Dr. Farshad Namdari is a prominent urologist based in Tehran, Iran, specializing in urology and male infertility. His extensive education […]
Benign Prostatic Hyperplasia (BPH), also commonly referred to as an enlarged prostate, is a non-cancerous condition where the prostate gland gradually grows larger as men age. This growth is extremely common and is considered a normal part of the aging process for many men.
As the prostate enlarges, it can squeeze the urethra (the tube that carries urine from the bladder out of the body), much like pinching a straw. This compression is what leads to a group of frustrating and disruptive urinary symptoms known collectively as Lower Urinary Tract Symptoms (LUTS).
The symptoms of BPH are related to the obstruction of urine flow and can significantly impact daily life and sleep. They often include:
Frequent urination, especially at night (nocturia)
Urgency: A sudden, strong need to urinate
Difficulty starting urination (hesitancy)
A weak or interrupted urine stream
Straining to urinate
A feeling that the bladder isn’t completely empty after urination
Dribbling at the end of urination
If you’re experiencing these symptoms, a visit to a urologist is essential. Diagnosis typically involves a comprehensive approach to rule out other conditions, like prostate cancer, and to assess the severity of BPH:
Medical History & Symptom Assessment: Your doctor will discuss your symptoms in detail, often using a standardized questionnaire like the International Prostate Symptom Score (IPSS).
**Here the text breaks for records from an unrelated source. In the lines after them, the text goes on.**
use std::io::{Read, Write};

use clap::ArgMatches;
use nix::sys::signal::{SigSet, Signal};
use nix::sys::termios;
use tracing::{error, info, warn};

use burrow_core::{ForkContext, LaunchRequest, SessionName, SessionOutcome, ensure_session};
use burrow_protocol::{ClientMessage, DaemonMessage, IpcConnection, IpcError, IpcWriter, decode_payload};

use super::helpers::{self, CliContext};
use crate::color;

/// Ctrl-\ detaches this client instead of reaching the session.
const DETACH_KEY: u8 = 0x1c;

/// How an attach ended.
#[derive(Debug, Clone, Copy, PartialEq, Eq)]
enum AttachEnd {
    Detached,
    Ended { exit_code: Option<u32> },
    Disconnected,
}

pub(crate) fn handle_new_command(
    ctx: &CliContext,
    matches: &ArgMatches,
) -> Result<(), Box<dyn std::error::Error>> {
    let request = launch_request(matches, "cli.new_failed")?;
    info!(event = "cli.new_started", session = %request.name);

    match start(ctx, &request, "cli.new_failed")? {
        SessionOutcome::AlreadyRunning => {
            println!(
                "{} {} is already running.",
                color::muted("Session"),
                color::ice(request.name.as_str())
            );
        }
        SessionOutcome::Started { pid } => {
            println!(
                "{} {} {}",
                color::aurora("Started"),
                color::ice(request.name.as_str()),
                color::muted(&format!("(pid {})", pid))
            );
            println!(
                "  {} burrow attach {}",
                color::muted("Attach:"),
                color::ice(request.name.as_str())
            );
        }
    }

    info!(event = "cli.new_completed", session = %request.name);
    Ok(())
}

pub(crate) fn handle_attach_command(
    ctx: &CliContext,
    matches: &ArgMatches,
) -> Result<(), Box<dyn std::error::Error>> {
    let request = launch_request(matches, "cli.attach_failed")?;

    if ForkContext::from_env().source.as_deref() == Some(request.name.as_str()) {
        let msg = format!(
            "Already inside session '{}'. Detach first, or attach from another terminal.",
            request.name
        );
        eprintln!("{} {}", color::error("Refusing to attach:"), msg);
        warn!(
            event = "cli.attach_failed",
            session = %request.name,
            reason = "self_attach"
        );
        return Err(msg.into());
    }

    info!(event = "cli.attach_started", session = %request.name);

    if let SessionOutcome::Started { pid } = start(ctx, &request, "cli.attach_failed")? {
        info!(event = "cli.attach_session_started", session = %request.name, pid = pid);
    }

    match attach_to_session(ctx, &request.name) {
        Ok(end) => {
            match end {
                AttachEnd::Detached => eprintln!(
                    "\r\n{} Reattach: burrow attach {}",
                    color::muted("Detached."),
                    request.name
                ),
                AttachEnd::Ended {
                    exit_code: Some(code),
                } => eprintln!("\r\n{} (exit code {})", color::muted("Session ended."), code),
                AttachEnd::Ended { exit_code: None } => {
                    eprintln!("\r\n{}", color::muted("Session ended."))
                }
                AttachEnd::Disconnected => {
                    eprintln!("\r\n{}", color::warning("Connection to session lost."))
                }
            }
            info!(event = "cli.attach_completed", session = %request.name, end = ?end);
            Ok(())
        }
        Err(e) => {
            eprintln!("{} {}", color::error("Attach failed:"), e);
            error!(event = "cli.attach_failed", session = %request.name, error = %e);
            Err(e)
        }
    }
}

fn launch_request(
    matches: &ArgMatches,
    event: &str,
) -> Result<LaunchRequest, Box<dyn std::error::Error>> {
    let name = helpers::session_name(matches, event)?;
    let argv = matches
        .get_many::<String>("command")
        .map(|values| values.cloned().collect())
        .unwrap_or_default();
    let (cols, rows) = helpers::terminal_size();
    Ok(LaunchRequest {
        name,
        argv,
        cwd: None,
        cols,
        rows,
    })
}

fn start(
    ctx: &CliContext,
    request: &LaunchRequest,
    event: &str,
) -> Result<SessionOutcome, Box<dyn std::error::Error>> {
    ensure_session(&ctx.registry, &ctx.config, &ctx.paths, request).map_err(|e| {
        helpers::report("Could not start session", &e, event);
        e.into()
    })
}

fn attach_to_session(
    ctx: &CliContext,
    name: &SessionName,
) -> Result<AttachEnd, Box<dyn std::error::Error>> {
    let mut conn = ctx.registry.connect(&name.encoded())?;

    let (cols, rows) = helpers::terminal_size();
    conn.send(&ClientMessage::Attach { cols, rows })?;

    // The snapshot is always the first reply.
    let snapshot = match conn.recv()? {
        Some(DaemonMessage::Snapshot { data }) => decode_payload(&data)?,
        Some(DaemonMessage::SessionEnded { exit_code }) => {
            return Ok(AttachEnd::Ended { exit_code });
        }
        Some(DaemonMessage::Error { code, message }) => {
            return Err(format!("[{}] {}", code, message).into());
        }
        Some(other) => return Err(format!("unexpected reply to attach: {:?}", other).into()),
        None => return Err("session closed the connection before attaching".into()),
    };

    // Output may be quiet for hours.
    conn.set_read_timeout(None)?;
    conn.set_write_timeout(None)?;

    // Block SIGWINCH before spawning so every thread inherits the mask and
    // only the sigwait thread sees it.
    let mut sigwinch_set = SigSet::empty();
    sigwinch_set.add(Signal::SIGWINCH);
    sigwinch_set
        .thread_block()
        .map_err(|e| format!("failed to block SIGWINCH: {}", e))?;

    let raw_guard = enable_raw_mode()?;

    let mut stdout = std::io::stdout();
    stdout.write_all(&snapshot)?;
    stdout.flush()?;

    // Neither thread is joined: both block in syscalls that only return on
    // input or a signal, and the process exits right after the attach.
    let mut input = conn.writer()?;
    std::thread::Builder::new()
        .name("burrow-stdin".to_string())
        .spawn(move || forward_stdin(&mut input))?;

    let mut resize = conn.writer()?;
    std::thread::Builder::new()
        .name("burrow-sigwinch".to_string())
        .spawn(move || handle_sigwinch(&sigwinch_set, &mut resize))?;

    let result = forward_output(&mut conn, &mut stdout);
    drop(raw_guard);
    result
}

struct RawModeGuard {
    original: termios::Termios,
}

fn enable_raw_mode() -> Result<RawModeGuard, Box<dyn std::error::Error>> {
    let stdin = std::io::stdin();
    let original = termios::tcgetattr(&stdin)
        .map_err(|e| format!("stdin is not a terminal (tcgetattr: {})", e))?;

    // cfmakeraw clears ISIG: Ctrl-C goes to the session as 0x03.
    let mut raw = original.clone();
    termios::cfmakeraw(&mut raw);
    termios::tcsetattr(&stdin, termios::SetArg::TCSANOW, &raw)
        .map_err(|e| format!("tcsetattr failed: {}", e))?;

    Ok(RawModeGuard { original })
}

impl Drop for RawModeGuard {
    fn drop(&mut self) {
        let stdin = std::io::stdin();
        if let Err(e) = termios::tcsetattr(&stdin, termios::SetArg::TCSANOW, &self.original) {
            error!(event = "cli.attach.terminal_restore_failed", error = %e);
        }
    }
}

/// Split a stdin chunk at the detach key. Returns the bytes to forward and
/// whether the key was pressed.
fn split_at_detach(chunk: &[u8]) -> (&[u8], bool) {
    match chunk.iter().position(|&b| b == DETACH_KEY) {
        Some(pos) => (&chunk[..pos], true),
        None => (chunk, false),
    }
}

/// Forward stdin to the session until the detach key, EOF or a dead socket.
fn forward_stdin(writer: &mut IpcWriter) {
    let stdin = std::io::stdin();
    let mut buf = [0u8; 4096];

    loop {
        let n = match stdin.lock().read(&mut buf) {
            Ok(0) => break,
            Ok(n) => n,
            Err(e) if e.kind() == std::io::ErrorKind::Interrupted => continue,
            Err(e) => {
                error!(event = "cli.attach.stdin_read_failed", error = %e);
                eprint!("\r\nStdin read failed. Detaching.\r\n");
                let _ = writer.send(&ClientMessage::Detach);
                break;
            }
        };

        let (input, detach) = split_at_detach(&buf[..n]);
        if !input.is_empty()
            && let Err(e) = writer.send(&ClientMessage::input(input))
        {
            warn!(event = "cli.attach.stdin_write_failed", error = %e);
            break;
        }
        if detach {
            info!(event = "cli.attach.detach_key_pressed");
            if let Err(e) = writer.send(&ClientMessage::Detach) {
                warn!(event = "cli.attach.detach_send_failed", error = %e);
            }
            break;
        }
    }
}

/// Relay terminal resizes to the session.
fn handle_sigwinch(sigset: &SigSet, writer: &mut IpcWriter) {
    loop {
        match sigset.wait() {
            Ok(_) => {
                let (cols, rows) = helpers::terminal_size();
                if let Err(e) = writer.send(&ClientMessage::Resize { cols, rows }) {
                    warn!(event = "cli.attach.resize_send_failed", error = %e);
                    break;
                }
                info!(event = "cli.attach.resize_sent", cols = cols, rows = rows);
            }
            Err(e) => {
                error!(event = "cli.attach.sigwinch_wait_failed", error = %e);
                break;
            }
        }
    }
}

fn forward_output(
    conn: &mut IpcConnection,
    stdout: &mut std::io::Stdout,
) -> Result<AttachEnd, Box<dyn std::error::Error>> {
    loop {
        let msg = match conn.recv() {
            Ok(Some(msg)) => msg,
            Ok(None) => return Ok(AttachEnd::Disconnected),
            Err(IpcError::ProtocolError { message }) => {
                error!(event = "cli.attach.parse_failed", error = %message);
                continue;
            }
            Err(e) => return Err(e.into()),
        };

        match msg {
            DaemonMessage::Output { data } | DaemonMessage::Snapshot { data } => {
                match decode_payload(&data) {
                    Ok(bytes) => {
                        stdout.write_all(&bytes)?;
                        stdout.flush()?;
                    }
                    Err(e) => warn!(event = "cli.attach.payload_decode_failed", error = %e),
                }
            }
            DaemonMessage::OutputDropped { chunks } => {
                // Reset SGR and show the cursor in case a sequence was cut.
                stdout.write_all(b"\x1b[0m\x1b[?25h")?;
                stdout.flush()?;
                warn!(event = "cli.attach.output_dropped", chunks = chunks);
                eprint!(
                    "\r\n[burrow] Output dropped ({} chunks). Display may be garbled.\r\n",
                    chunks
                );
            }
            DaemonMessage::Detached => return Ok(AttachEnd::Detached),
            DaemonMessage::SessionEnded { exit_code } => {
                return Ok(AttachEnd::Ended { exit_code });
            }
            DaemonMessage::Error { code, message } => {
                warn!(event = "cli.attach.daemon_error", code = %code, error = %message);
                eprint!("\r\n[burrow] {}\r\n", message);
            }
            _ => {}
        }
    }
}

#[cfg(test)]
mod tests {
    use super::*;

    #[test]
    fn test_split_at_detach_plain_input() {
        assert_eq!(split_at_detach(b"ls -la\r"), (&b"ls -la\r"[..], false));
    }

    #[test]
    fn test_split_at_detach_forwards_bytes_before_key() {
        assert_eq!(split_at_detach(b"ab\x1ccd"), (&b"ab"[..], true));
    }

    #[test]
    fn test_split_at_detach_key_alone() {
        let (input, detach) = split_at_detach(&[DETACH_KEY]);
        assert!(input.is_empty());
        assert!(detach);
    }

    #[test]
    fn test_ctrl_c_is_not_the_detach_key() {
        assert_eq!(split_at_detach(b"\x03"), (&b"\x03"[..], false));
    }
}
Digital Rectal Exam (DRE): This physical exam allows the doctor to feel the size, shape, and consistency of your prostate gland.
PSA Blood Test: The Prostate-Specific Antigen test helps screen for prostate cancer. It’s important to note that BPH can also cause a mild elevation in PSA levels.
Additional Tests: These may include a urinalysis to check for infection, a urinary flow test to measure the strength of your stream, and a transrectal ultrasound to visualize the prostate and measure any urine left in the bladder after voiding (post-void residual).
Treatment is highly personalized and depends on the severity of your symptoms and how much they affect your quality of life.
For mild symptoms, simple changes can make a big difference:
Reducing intake of fluids in the evening
Avoiding caffeine and alcohol
Practicing “double voiding” (trying to urinate again a few minutes after finishing)
Scheduled bathroom trips
Alpha-Blockers (e.g., tamsulosin): These relax the muscles of the prostate and bladder neck to improve urine flow and provide relatively quick symptom relief.
5-Alpha Reductase Inhibitors (e.g., finasteride, dutasteride): These drugs slowly shrink the prostate gland over several months by blocking the hormone that drives its growth.
When medications aren’t enough, highly effective procedures can remove or destroy obstructive prostate tissue:
Transurethral Resection of the Prostate (TURP): The long-standing “gold standard” surgical procedure where tissue is trimmed away from the inside of the prostate.
Laser Therapies (e.g., HoLEP, GreenLight PVP): Modern laser techniques are often now preferred. They offer significant benefits like reduced bleeding, shorter hospital stays, and a faster recovery compared to traditional TURP.
Other Procedures: Options like Rezūm™ (water vapor therapy) or UroLift® (implants that hold the prostate open) offer minimally invasive solutions with minimal impact on sexual function.
BPH is a manageable condition. If urinary symptoms are disrupting your life, don’t hesitate to talk to your doctor. An accurate diagnosis and a tailored treatment plan can effectively relieve symptoms, prevent complications, and restore your comfort and confidence.